--- Work required ---
Every line that contains "warn" must be located and copied from the data.

*** Available records Section Begins ***

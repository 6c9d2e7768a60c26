//! Provider pipeline: one provider's strategies tried in declared order.
//!
//! The pipeline walks its strategy list until one succeeds, stops early on a
//! fatal result, and falls back to the cached snapshot when every strategy
//! has been exhausted.

use std::sync::Arc;
use std::time::{Duration, Instant};

use serde::ser::SerializeMap;
use serde::{Serialize, Serializer};
use tracing::{debug, info, instrument, warn};
use usagehub_core::{ProviderId, UsageSnapshot};

use crate::cache::SnapshotCache;
use crate::context::FetchContext;
use crate::error::FetchError;
use crate::strategy::{FetchKind, FetchResult, FetchStrategy, StrategyInfo};

/// Source reported for outcomes served from the cache.
pub const CACHE_SOURCE: &str = "cache";

/// Error reported when no strategy was available and nothing was cached.
pub const NO_STRATEGY_AVAILABLE: &str = "no strategy available";

#[allow(clippy::trivially_copy_pass_by_ref)]
pub(crate) fn serialize_millis<S: Serializer>(duration: &Duration, serializer: S) -> Result<S::Ok, S::Error> {
    serializer.serialize_u128(duration.as_millis())
}

// ============================================================================
// Fetch Attempt
// ============================================================================

/// Record of a single strategy invocation.
///
/// Unavailable strategies are skipped without a record.
#[derive(Debug, Clone, Serialize)]
pub struct FetchAttempt {
    /// The strategy that was invoked.
    pub strategy: String,
    /// The kind of fetch used.
    pub kind: FetchKind,
    /// Whether the attempt produced a snapshot.
    pub success: bool,
    /// Failure message, if the attempt failed.
    #[serde(skip_serializing_if = "Option::is_none")]
    pub error: Option<String>,
    /// True if the failure stopped the pipeline.
    pub fatal: bool,
    /// How long the attempt took.
    #[serde(rename = "duration_ms", serialize_with = "serialize_millis")]
    pub duration: Duration,
}

impl FetchAttempt {
    fn new(strategy: &dyn FetchStrategy, result: &FetchResult, duration: Duration) -> Self {
        Self {
            strategy: strategy.name().to_string(),
            kind: strategy.kind(),
            success: result.is_success(),
            error: result.reason().map(ToString::to_string),
            fatal: result.is_fatal(),
            duration,
        }
    }
}

// ============================================================================
// Fetch Outcome
// ============================================================================

/// How a pipeline run resolved.
#[derive(Debug, Clone)]
pub enum OutcomeResult {
    /// A strategy produced a new snapshot.
    Fresh {
        /// Name of the winning strategy.
        source: String,
        /// The new snapshot.
        snapshot: UsageSnapshot,
    },
    /// Every strategy failed; the last cached snapshot was returned.
    Cached {
        /// The cached snapshot, at whatever age.
        snapshot: UsageSnapshot,
    },
    /// Every strategy failed and nothing was cached.
    Failed {
        /// The most specific failure message.
        error: String,
    },
}

impl OutcomeResult {
    /// Wire name of the variant.
    pub fn status(&self) -> &'static str {
        match self {
            Self::Fresh { .. } => "fresh",
            Self::Cached { .. } => "cached",
            Self::Failed { .. } => "failed",
        }
    }
}

/// The terminal result of one provider pipeline run.
///
/// Serializes flat: `provider_id`, `status`, `success`, `cached`, `source`
/// (`"cache"` when served from the cache), then `snapshot` or `error`,
/// `attempts` and `elapsed_ms`.
#[derive(Debug, Clone)]
pub struct FetchOutcome {
    /// The provider this outcome belongs to.
    pub provider_id: ProviderId,
    /// The resolved result.
    pub result: OutcomeResult,
    /// Every strategy invocation, in order.
    pub attempts: Vec<FetchAttempt>,
    /// Wall time of the whole run.
    pub elapsed: Duration,
}

impl Serialize for FetchOutcome {
    fn serialize<S: Serializer>(&self, serializer: S) -> Result<S::Ok, S::Error> {
        let mut map = serializer.serialize_map(None)?;
        map.serialize_entry("provider_id", &self.provider_id)?;
        map.serialize_entry("status", self.result.status())?;
        map.serialize_entry("success", &self.is_success())?;
        map.serialize_entry("cached", &self.is_cached())?;
        if let Some(source) = self.source() {
            map.serialize_entry("source", source)?;
        }
        if let Some(snapshot) = self.snapshot() {
            map.serialize_entry("snapshot", snapshot)?;
        }
        if let Some(error) = self.error() {
            map.serialize_entry("error", error)?;
        }
        map.serialize_entry("attempts", &self.attempts)?;
        map.serialize_entry("elapsed_ms", &self.elapsed.as_millis())?;
        map.end()
    }
}

impl FetchOutcome {
    /// Creates a failed outcome with no attempts.
    pub fn failed(provider_id: ProviderId, error: impl Into<String>) -> Self {
        Self {
            provider_id,
            result: OutcomeResult::Failed { error: error.into() },
            attempts: Vec::new(),
            elapsed: Duration::ZERO,
        }
    }

    /// Returns true if there is a snapshot to show, fresh or cached.
    pub fn is_success(&self) -> bool {
        !self.is_failed()
    }

    /// Returns true if a strategy produced fresh data.
    pub fn is_fresh(&self) -> bool {
        matches!(self.result, OutcomeResult::Fresh { .. })
    }

    /// Returns true if this outcome was served from the cache.
    pub fn is_cached(&self) -> bool {
        matches!(self.result, OutcomeResult::Cached { .. })
    }

    /// Returns true if there is no data at all.
    pub fn is_failed(&self) -> bool {
        matches!(self.result, OutcomeResult::Failed { .. })
    }

    /// The winning strategy name, or `"cache"` when served from the cache.
    pub fn source(&self) -> Option<&str> {
        match &self.result {
            OutcomeResult::Fresh { source, .. } => Some(source),
            OutcomeResult::Cached { .. } => Some(CACHE_SOURCE),
            OutcomeResult::Failed { .. } => None,
        }
    }

    /// The snapshot, fresh or cached.
    pub fn snapshot(&self) -> Option<&UsageSnapshot> {
        match &self.result {
            OutcomeResult::Fresh { snapshot, .. } | OutcomeResult::Cached { snapshot } => {
                Some(snapshot)
            }
            OutcomeResult::Failed { .. } => None,
        }
    }

    /// The failure message, if the outcome failed.
    pub fn error(&self) -> Option<&str> {
        match &self.result {
            OutcomeResult::Failed { error } => Some(error),
            _ => None,
        }
    }

    /// Number of strategies that were invoked.
    pub fn attempts_count(&self) -> usize {
        self.attempts.len()
    }
}

// ============================================================================
// Provider Pipeline
// ============================================================================

/// One provider's ordered strategy list.
///
/// Order is declared preference and is never re-sorted.
#[derive(Clone)]
pub struct ProviderPipeline {
    provider_id: ProviderId,
    strategies: Vec<Arc<dyn FetchStrategy>>,
}

impl ProviderPipeline {
    /// Creates a pipeline with no strategies.
    pub fn new(provider_id: impl Into<ProviderId>) -> Self {
        Self {
            provider_id: provider_id.into(),
            strategies: Vec::new(),
        }
    }

    /// Creates a pipeline with the given strategies.
    pub fn with_strategies(
        provider_id: impl Into<ProviderId>,
        strategies: Vec<Arc<dyn FetchStrategy>>,
    ) -> Self {
        Self {
            provider_id: provider_id.into(),
            strategies,
        }
    }

    /// Appends a strategy (lowest preference so far).
    #[must_use]
    pub fn strategy(mut self, strategy: Arc<dyn FetchStrategy>) -> Self {
        self.strategies.push(strategy);
        self
    }

    /// The provider this pipeline fetches.
    pub fn provider_id(&self) -> &ProviderId {
        &self.provider_id
    }

    /// Returns the number of strategies in the pipeline.
    pub fn len(&self) -> usize {
        self.strategies.len()
    }

    /// Returns true if the pipeline is empty.
    pub fn is_empty(&self) -> bool {
        self.strategies.is_empty()
    }

    /// Returns information about all strategies.
    pub fn strategy_info(&self, ctx: &FetchContext) -> Vec<StrategyInfo> {
        self.strategies
            .iter()
            .map(|s| StrategyInfo::from_strategy(s.as_ref(), ctx))
            .collect()
    }

    /// Runs strategies in order until one succeeds, then falls back to cache.
    #[instrument(skip(self, ctx, cache), fields(provider = %self.provider_id, strategies = self.strategies.len()))]
    pub async fn execute(&self, ctx: &FetchContext, cache: &dyn SnapshotCache) -> FetchOutcome {
        let start = Instant::now();
        let mut attempts = Vec::new();
        let mut last_error: Option<String> = None;

        for strategy in &self.strategies {
            let name = strategy.name();

            if ctx.is_cancelled() {
                debug!(strategy = %name, "Refresh cancelled, not starting strategy");
                last_error = Some(FetchError::Cancelled.to_string());
                break;
            }

            if !strategy.is_available(ctx) {
                debug!(strategy = %name, "Strategy not available, skipping");
                continue;
            }

            debug!(strategy = %name, kind = %strategy.kind(), "Executing strategy");
            let attempt_start = Instant::now();
            let result = match strategy.fetch(ctx).await {
                Ok(result) => result,
                Err(error) => FetchResult::from(error),
            };
            let duration = attempt_start.elapsed();
            attempts.push(FetchAttempt::new(strategy.as_ref(), &result, duration));

            match result {
                FetchResult::Success(mut snapshot) => {
                    info!(strategy = %name, duration = ?duration, "Strategy succeeded");
                    if snapshot.provider_id != self.provider_id {
                        debug!(reported = %snapshot.provider_id, "Snapshot provider id corrected");
                        snapshot.provider_id = self.provider_id.clone();
                    }
                    if let Err(e) = cache.save(&snapshot).await {
                        warn!(error = %e, "Failed to cache snapshot");
                    }
                    return FetchOutcome {
                        provider_id: self.provider_id.clone(),
                        result: OutcomeResult::Fresh {
                            source: name.to_string(),
                            snapshot,
                        },
                        attempts,
                        elapsed: start.elapsed(),
                    };
                }
                FetchResult::Recoverable(reason) => {
                    warn!(strategy = %name, error = %reason, duration = ?duration, "Strategy failed");
                    last_error = Some(reason);
                }
                FetchResult::Fatal(reason) => {
                    warn!(strategy = %name, error = %reason, "Strategy failed fatally, skipping remaining strategies");
                    last_error = Some(reason);
                    break;
                }
            }
        }

        let result = if let Some(snapshot) = cache.load(&self.provider_id).await {
            warn!(
                captured_at = %snapshot.captured_at,
                error = last_error.as_deref().unwrap_or(NO_STRATEGY_AVAILABLE),
                "All strategies failed, using cached snapshot"
            );
            OutcomeResult::Cached { snapshot }
        } else {
            let error = last_error.unwrap_or_else(|| NO_STRATEGY_AVAILABLE.to_string());
            warn!(error = %error, "All strategies failed, nothing cached");
            OutcomeResult::Failed { error }
        };

        FetchOutcome {
            provider_id: self.provider_id.clone(),
            result,
            attempts,
            elapsed: start.elapsed(),
        }
    }
}

impl std::fmt::Debug for ProviderPipeline {
    fn fmt(&self, f: &mut std::fmt::Formatter<'_>) -> std::fmt::Result {
        f.debug_struct("ProviderPipeline")
            .field("provider_id", &self.provider_id)
            .field(
                "strategies",
                &self.strategies.iter().map(|s| s.name()).collect::<Vec<_>>(),
            )
            .finish()
    }
}

// ============================================================================
// Tests
// ============================================================================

*** Available records Section Ends ***

--- Task response ---
use tracing::{debug, info, instrument, warn};
                        warn!(error = %e, "Failed to cache snapshot");
                    warn!(strategy = %name, error = %reason, duration = ?duration, "Strategy failed");
                    warn!(strategy = %name, error = %reason, "Strategy failed fatally, skipping remaining strategies");
            warn!(
            warn!(error = %error, "All strategies failed, nothing cached");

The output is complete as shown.